Costa Rica: Imitando al Imperio… pero en pequeño.

Durante los últimos días la prensa nos ha informado que el gobierno de la república piensa utilizar parte del superávit financiero existente para traspasar cien millones de dólares a dos bancos del Estado, a fin de aumentar sus capacidades de crédito para los empresarios (que ellos llaman sector productivo), que por cierto se habían estado quejando de restricciones o al menos una leve contracción en el acceso a los fondos para sus empresas en dichos bancos públicos (como si no existiera banca privada en este país), por sus mejores condiciones.

O sea: cuando hay una situación como la actual, en la que realmente lo que existe son temores, no una real contracción del crédito, no se trata de ganar un poco menos “apretándose la faja” y demostrando capacidad empresaria e imaginación, sino que se recurre al Estado para lograr prebendas que les faciliten sus operaciones comerciales.

Pareciera que se les ha olvidado cuántas veces han pagado campañas millonarias en contra de las actividades estatales, cuando consideraban que el control y la supervisión natural de éste, en beneficio de los consumidores, lesionaba algunos de sus mezquinos intereses.
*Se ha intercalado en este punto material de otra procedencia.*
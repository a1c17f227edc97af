//! Scripted transport for exercising the retry loop and the executor
//! without a network.

use std::collections::HashMap;
use std::sync::atomic::{AtomicUsize, Ordering};
use std::sync::Mutex;
use std::time::Duration;

use crate::geocoding::transport::GeocodeTransport;
use crate::geocoding::types::{GeocodeResponse, TransportError};

type Script = dyn Fn(&str, u32) -> Result<GeocodeResponse, TransportError> + Send + Sync;
type Latency = dyn Fn(&str) -> Duration + Send + Sync;

/// Answers each request by calling `script(address, attempt)`.
///
/// `attempt` counts calls per address, starting at 1.
pub(crate) struct ScriptedTransport {
    script: Box<Script>,
    latency: Box<Latency>,
    calls: Mutex<HashMap<String, u32>>,
    in_flight: AtomicUsize,
    peak_in_flight: AtomicUsize,
}

impl ScriptedTransport {
    pub(crate) fn new<F>(script: F) -> Self
    where
        F: Fn(&str, u32) -> Result<GeocodeResponse, TransportError> + Send + Sync + 'static,
    {
        Self {
            script: Box::new(script),
            latency: Box::new(|_| Duration::ZERO),
            calls: Mutex::new(HashMap::new()),
            in_flight: AtomicUsize::new(0),
            peak_in_flight: AtomicUsize::new(0),
        }
    }

    /// Delay each response by `latency(address)`.
    pub(crate) fn with_latency<L>(mut self, latency: L) -> Self
    where
        L: Fn(&str) -> Duration + Send + Sync + 'static,
    {
        self.latency = Box::new(latency);
        self
    }

    pub(crate) fn calls(&self, address: &str) -> u32 {
        self.calls.lock().unwrap().get(address).copied().unwrap_or(0)
    }

    pub(crate) fn total_calls(&self) -> u32 {
        self.calls.lock().unwrap().values().sum()
    }

    pub(crate) fn peak_in_flight(&self) -> usize {
        self.peak_in_flight.load(Ordering::SeqCst)
    }
}

impl GeocodeTransport for ScriptedTransport {
    async fn fetch(&self, address: &str) -> Result<GeocodeResponse, TransportError> {
        let attempt = {
            let mut calls = self.calls.lock().unwrap();
            let count = calls.entry(address.to_string()).or_insert(0);
            *count += 1;
            *count
        };

        let now = self.in_flight.fetch_add(1, Ordering::SeqCst) + 1;
        self.peak_in_flight.fetch_max(now, Ordering::SeqCst);

        let latency = (self.latency)(address);
        if !latency.is_zero() {
            tokio::time::sleep(latency).await;
        }

        self.in_flight.fetch_sub(1, Ordering::SeqCst);
        (self.script)(address, attempt)
    }
}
Pero ahora, claro, recurren a él en busca de ayuda. ¡Igual que en el Imperio!

Mientras tanto, las súplicas de los agricultores, de los pequeños y medianos empresarios, y de los que honradamente se ganan el pan de cada día con sus pequeños negocios, encuentran oídos sordos en los actuales gobernantes. Y por otro lado, las quejas de los ciudadanos, que también han empezado a sentir la supuesta contracción del crédito, y el encarecimiento de la vida, no tienen ninguna importancia.

De alguna manera ello se parece a las medidas tomadas en los Estados Unidos, con los setecientos mil millones de dólares asignados para “premiar” a quienes han causado la desastrosa crisis que está padeciendo ese país, en vez de atender a los afectados –por ejemplo- de la debacle inmobiliaria. Pero, claro, en pequeño, como corresponde a nuestra realidad.
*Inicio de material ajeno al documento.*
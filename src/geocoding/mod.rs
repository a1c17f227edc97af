//! Geocoding subsystem.
//!
//! # Data Flow
//! ```text
//! WorkItem (address)
//!     → client.rs (retry loop, one RetryState per address)
//!     → transport.rs (HTTP GET with per-attempt timeouts)
//!     → types.rs (GeocodeResponse → CallResult)
//! ```

pub mod client;
pub mod transport;
pub mod types;

#[cfg(test)]
pub(crate) mod testing;

pub use client::GeocodeClient;
pub use transport::{GeocodeTransport, HttpTransport};
pub use types::{CallResult, GeocodeError, GeocodeResponse, Location, TransportError, WorkItem};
Y uno se pregunta: ¿todo ello es solamente consecuencia lógica, en los Estados Unidos como en Costa Rica, de la aplicación de las políticas neoliberales que allá se exacerbaron con el gobierno de Bush, y aquí con el gobierno de “los Arias”? ¿O existe algo más?

Y la respuesta a la pregunta más obvia, por simple, no la menciona nadie.
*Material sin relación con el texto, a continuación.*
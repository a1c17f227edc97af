//! Batch geocoder.
//!
//! Reads one address per line, resolves each against a geocoding endpoint and
//! prints the results as a JSON array in input order.
//!
//! # Architecture Overview
//!
//! ```text
//!   address file ──▶ io::input ──▶ Vec<WorkItem>
//!                                      │
//!                                      ▼
//!                          ┌───────────────────────┐
//!                          │   executor::fan_out   │  semaphore, N slots
//!                          └───────────┬───────────┘
//!                      ┌───────────────┼───────────────┐
//!                      ▼               ▼               ▼
//!               geocoding::client  (one retry loop per address)
//!                      │   resilience::{retries, backoff}
//!                      ▼
//!               geocoding::transport ──▶ HTTP endpoint
//!                                      │
//!                                      ▼
//!   stdout ◀── io::output ◀── Vec<CallResult> (input order)
//! ```

use std::io::{stdin, stdout};
use std::net::SocketAddr;
use std::path::PathBuf;

use batch_geocoder::config::{load_config, GeocoderConfig};
use batch_geocoder::executor::FanOutExecutor;
use batch_geocoder::io::{prompt_for_path, read_addresses, render_json};
use batch_geocoder::observability::{logging, metrics};
use clap::Parser;

#[derive(Parser)]
#[command(name = "batch-geocoder")]
#[command(about = "Resolve a file of addresses into coordinates", long_about = None)]
struct Cli {
    /// File with one address per line (prompted for when omitted)
    input: Option<PathBuf>,

    /// TOML configuration file
    #[arg(short, long)]
    config: Option<PathBuf>,

    /// Pretty-print the JSON output
    #[arg(long)]
    pretty: bool,

    /// Expose Prometheus metrics on the configured address
    #[arg(long)]
    metrics: bool,
}

#[tokio::main]
async fn main() -> Result<(), Box<dyn std::error::Error>> {
    let cli = Cli::parse();

    let mut config = match &cli.config {
        Some(path) => load_config(path)?,
        None => GeocoderConfig::default(),
    };
    if cli.metrics {
        config.observability.metrics_enabled = true;
    }

    logging::init(&config.observability.log_level);

    tracing::info!("batch-geocoder v{} starting", env!("CARGO_PKG_VERSION"));
    tracing::info!(
        endpoint = %config.endpoint.base_url,
        max_concurrency = config.executor.max_concurrency,
        max_attempts = config.retries.max_attempts,
        connect_timeout_secs = config.timeouts.connect_secs,
        "Configuration loaded"
    );

    if config.observability.metrics_enabled {
        let addr: SocketAddr = config.observability.metrics_address.parse()?;
        metrics::init_metrics(addr)?;
    }

    // Fails on a malformed endpoint before any address is read.
    let executor = FanOutExecutor::from_config(&config)?;

    let input = match cli.input {
        Some(path) => path,
        None => prompt_for_path(stdin().lock(), stdout())?,
    };
    let items = read_addresses(&input)?;
    tracing::info!(path = %input.display(), addresses = items.len(), "Addresses loaded");

    let results = executor.run(items).await?;
    println!("{}", render_json(&results, cli.pretty)?);

    Ok(())
}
¿Quiénes financian las campañas políticas de los que llegan al poder para servirles de testaferros? Pues los mismos empresarios. En los Estados Unidos los grandes consorcios, multimillonarios, pero de forma transparente. No como acá, que los partidos políticos reciben del Estado dinero para sus campañas, pero adicionalmente reciben de empresarios locales y extranjeros fuertes montos (de forma ilegal, oculta y corrupta, muchas veces, la mayoría), con lo que se aseguran éstos que, en casos como el actual, el gobierno se pliegue a sus intereses. Y lo peor de todo es que, demostrados los actos delictivos de los partidos políticos, ninguna autoridad, ni siquiera el Tribunal Supremo de Elecciones, hace absolutamente nada por llevar a los responsables ante los tribunales penales.

O sea: los encargados de administrar el Estado para beneficio de todos los ciudadanos costarricenses, en una burda imitación del Imperio, gobiernan para los grandes intereses económicos. Allá de manera clara, acá ocultándose tras discursos demagógicos. Pero ello no es de extrañar. Ya había sido demostrado no solamente por las acciones corruptas y perversas que realizaron para la aprobación del Tratado de Libre Comercio, sino con otras muchas cosas más, como han sido las concesiones mineras y las de destrucción de reservas forestales y de la flora y fauna, mientras de la forma más demagógica que nunca se declara “la paz con la naturaleza”.Nunca antes el doble discurso y la perversidad más acendrada se había podido observar como en este gobierno.

¿Pero qué se puede esperar de políticos descarados y sin el menor atisbo de vergüenza, como aquellos que en el ámbito legislativo firman el famoso memorándum de la ignominia, y se aferran a su cargo político; o asesinan a un transeúnte conduciendo en estado de ebriedad y se ocultan tras la condición de inmunidad que les concede dicho cargo? Para poner dos ejemplos conocidos por todos, ya que la prensa los ha difundido ampliamente.

¿Habremos llegado ya al máximo nivel de descaro, o todavía nos falta por ver algunas linduras más?